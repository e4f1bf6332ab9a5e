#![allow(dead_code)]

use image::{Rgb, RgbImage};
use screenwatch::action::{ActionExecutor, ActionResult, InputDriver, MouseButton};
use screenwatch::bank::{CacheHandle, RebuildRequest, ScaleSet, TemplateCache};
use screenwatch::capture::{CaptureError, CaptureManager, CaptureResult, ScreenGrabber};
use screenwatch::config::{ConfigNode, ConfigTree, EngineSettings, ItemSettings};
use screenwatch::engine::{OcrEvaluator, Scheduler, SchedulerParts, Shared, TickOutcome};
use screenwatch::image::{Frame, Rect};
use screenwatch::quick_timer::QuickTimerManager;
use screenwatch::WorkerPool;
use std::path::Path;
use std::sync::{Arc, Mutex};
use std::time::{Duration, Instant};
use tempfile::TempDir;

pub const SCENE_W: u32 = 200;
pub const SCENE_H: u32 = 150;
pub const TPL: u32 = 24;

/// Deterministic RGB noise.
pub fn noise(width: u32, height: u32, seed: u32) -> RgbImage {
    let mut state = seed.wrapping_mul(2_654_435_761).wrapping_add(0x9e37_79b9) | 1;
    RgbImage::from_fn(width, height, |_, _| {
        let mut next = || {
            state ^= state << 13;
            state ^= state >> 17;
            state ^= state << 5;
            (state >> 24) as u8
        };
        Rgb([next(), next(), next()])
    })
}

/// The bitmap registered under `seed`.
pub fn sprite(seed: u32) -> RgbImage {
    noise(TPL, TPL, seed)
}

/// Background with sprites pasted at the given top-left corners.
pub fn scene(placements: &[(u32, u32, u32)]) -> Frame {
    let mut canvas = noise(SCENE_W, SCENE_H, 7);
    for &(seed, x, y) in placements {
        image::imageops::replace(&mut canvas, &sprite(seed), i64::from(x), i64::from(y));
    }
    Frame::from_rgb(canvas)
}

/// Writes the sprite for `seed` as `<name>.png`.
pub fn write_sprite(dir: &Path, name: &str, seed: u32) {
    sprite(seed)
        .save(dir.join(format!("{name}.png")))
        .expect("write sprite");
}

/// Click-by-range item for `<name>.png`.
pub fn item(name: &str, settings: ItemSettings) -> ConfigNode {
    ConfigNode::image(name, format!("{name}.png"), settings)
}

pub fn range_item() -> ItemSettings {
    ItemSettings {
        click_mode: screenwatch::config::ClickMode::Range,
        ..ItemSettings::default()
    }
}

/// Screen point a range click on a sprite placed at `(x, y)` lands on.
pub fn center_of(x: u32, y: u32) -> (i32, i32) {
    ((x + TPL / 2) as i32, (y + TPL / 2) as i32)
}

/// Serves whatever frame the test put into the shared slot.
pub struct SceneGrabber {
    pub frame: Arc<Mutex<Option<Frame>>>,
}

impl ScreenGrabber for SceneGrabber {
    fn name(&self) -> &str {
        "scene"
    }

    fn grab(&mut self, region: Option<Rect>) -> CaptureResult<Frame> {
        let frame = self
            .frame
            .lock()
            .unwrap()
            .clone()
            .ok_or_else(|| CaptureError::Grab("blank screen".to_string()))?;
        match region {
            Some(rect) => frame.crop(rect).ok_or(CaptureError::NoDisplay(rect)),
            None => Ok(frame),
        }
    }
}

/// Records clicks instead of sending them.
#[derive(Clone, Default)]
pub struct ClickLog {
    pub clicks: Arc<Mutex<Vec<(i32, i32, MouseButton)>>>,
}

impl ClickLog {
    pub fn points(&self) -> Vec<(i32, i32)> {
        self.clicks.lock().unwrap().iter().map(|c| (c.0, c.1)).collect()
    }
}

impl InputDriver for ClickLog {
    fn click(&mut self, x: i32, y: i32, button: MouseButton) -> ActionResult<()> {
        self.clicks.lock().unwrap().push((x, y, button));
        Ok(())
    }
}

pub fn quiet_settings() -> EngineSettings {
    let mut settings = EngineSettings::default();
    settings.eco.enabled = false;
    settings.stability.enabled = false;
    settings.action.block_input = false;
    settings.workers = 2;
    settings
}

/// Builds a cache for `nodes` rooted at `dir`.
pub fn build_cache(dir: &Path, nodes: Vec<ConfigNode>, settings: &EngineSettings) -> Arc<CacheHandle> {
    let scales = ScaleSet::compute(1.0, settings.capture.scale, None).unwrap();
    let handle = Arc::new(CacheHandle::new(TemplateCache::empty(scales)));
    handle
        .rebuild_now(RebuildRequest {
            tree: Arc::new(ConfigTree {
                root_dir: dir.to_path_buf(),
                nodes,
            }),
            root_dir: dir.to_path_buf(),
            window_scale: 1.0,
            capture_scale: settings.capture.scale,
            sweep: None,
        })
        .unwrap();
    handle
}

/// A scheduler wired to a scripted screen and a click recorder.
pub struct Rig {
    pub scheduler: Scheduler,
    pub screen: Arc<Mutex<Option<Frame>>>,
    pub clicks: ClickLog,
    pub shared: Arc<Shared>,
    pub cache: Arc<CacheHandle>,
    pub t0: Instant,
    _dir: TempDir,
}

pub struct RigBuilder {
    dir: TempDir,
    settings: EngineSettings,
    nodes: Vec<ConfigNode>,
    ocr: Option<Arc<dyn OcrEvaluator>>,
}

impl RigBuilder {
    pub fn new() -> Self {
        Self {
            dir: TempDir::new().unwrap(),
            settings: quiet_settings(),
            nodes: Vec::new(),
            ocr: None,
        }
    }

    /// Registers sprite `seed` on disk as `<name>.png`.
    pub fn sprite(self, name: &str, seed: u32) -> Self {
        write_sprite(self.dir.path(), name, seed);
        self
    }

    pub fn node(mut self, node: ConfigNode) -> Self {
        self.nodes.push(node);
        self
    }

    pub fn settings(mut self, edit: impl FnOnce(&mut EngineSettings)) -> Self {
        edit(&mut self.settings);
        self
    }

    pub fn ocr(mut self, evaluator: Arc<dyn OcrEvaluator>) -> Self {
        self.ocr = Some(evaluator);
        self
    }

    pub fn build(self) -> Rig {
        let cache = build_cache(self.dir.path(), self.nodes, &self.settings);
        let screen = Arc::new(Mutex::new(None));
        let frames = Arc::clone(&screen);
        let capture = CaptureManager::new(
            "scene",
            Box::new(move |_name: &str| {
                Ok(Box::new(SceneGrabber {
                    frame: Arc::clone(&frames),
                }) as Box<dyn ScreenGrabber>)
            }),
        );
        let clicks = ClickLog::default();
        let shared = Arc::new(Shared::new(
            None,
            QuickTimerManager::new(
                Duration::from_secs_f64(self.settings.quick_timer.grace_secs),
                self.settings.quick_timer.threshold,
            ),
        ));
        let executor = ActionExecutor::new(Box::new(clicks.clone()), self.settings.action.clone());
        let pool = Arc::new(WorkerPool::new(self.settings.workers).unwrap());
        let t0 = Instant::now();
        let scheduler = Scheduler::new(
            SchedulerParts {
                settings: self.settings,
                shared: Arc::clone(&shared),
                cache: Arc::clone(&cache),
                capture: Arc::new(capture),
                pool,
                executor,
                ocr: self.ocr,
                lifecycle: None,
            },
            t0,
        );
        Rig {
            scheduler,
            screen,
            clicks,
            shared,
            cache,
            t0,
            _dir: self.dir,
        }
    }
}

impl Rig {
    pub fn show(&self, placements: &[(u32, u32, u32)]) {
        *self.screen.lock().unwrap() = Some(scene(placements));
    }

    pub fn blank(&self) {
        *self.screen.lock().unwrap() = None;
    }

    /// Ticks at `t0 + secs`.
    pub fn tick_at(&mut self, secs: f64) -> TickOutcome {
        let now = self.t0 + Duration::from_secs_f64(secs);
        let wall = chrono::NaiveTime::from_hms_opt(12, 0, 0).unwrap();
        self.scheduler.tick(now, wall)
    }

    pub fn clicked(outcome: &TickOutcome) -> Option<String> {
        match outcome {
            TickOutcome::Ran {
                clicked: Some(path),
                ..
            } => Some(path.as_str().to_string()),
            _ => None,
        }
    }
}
______________________________
Lines from the top of the entries above to the line that contains "state ^= state << 13;" should be set down exactly, please, with both ends kept and nothing added.

repository e4f1bf6332ab9a5e
#![allow(dead_code)]

use image::{Rgb, RgbImage};
use screenwatch::action::{ActionExecutor, ActionResult, InputDriver, MouseButton};
use screenwatch::bank::{CacheHandle, RebuildRequest, ScaleSet, TemplateCache};
use screenwatch::capture::{CaptureError, CaptureManager, CaptureResult, ScreenGrabber};
use screenwatch::config::{ConfigNode, ConfigTree, EngineSettings, ItemSettings};
use screenwatch::engine::{OcrEvaluator, Scheduler, SchedulerParts, Shared, TickOutcome};
use screenwatch::image::{Frame, Rect};
use screenwatch::quick_timer::QuickTimerManager;
use screenwatch::WorkerPool;
use std::path::Path;
use std::sync::{Arc, Mutex};
use std::time::{Duration, Instant};
use tempfile::TempDir;

pub const SCENE_W: u32 = 200;
pub const SCENE_H: u32 = 150;
pub const TPL: u32 = 24;

/// Deterministic RGB noise.
pub fn noise(width: u32, height: u32, seed: u32) -> RgbImage {
    let mut state = seed.wrapping_mul(2_654_435_761).wrapping_add(0x9e37_79b9) | 1;
    RgbImage::from_fn(width, height, |_, _| {
        let mut next = || {
            state ^= state << 13;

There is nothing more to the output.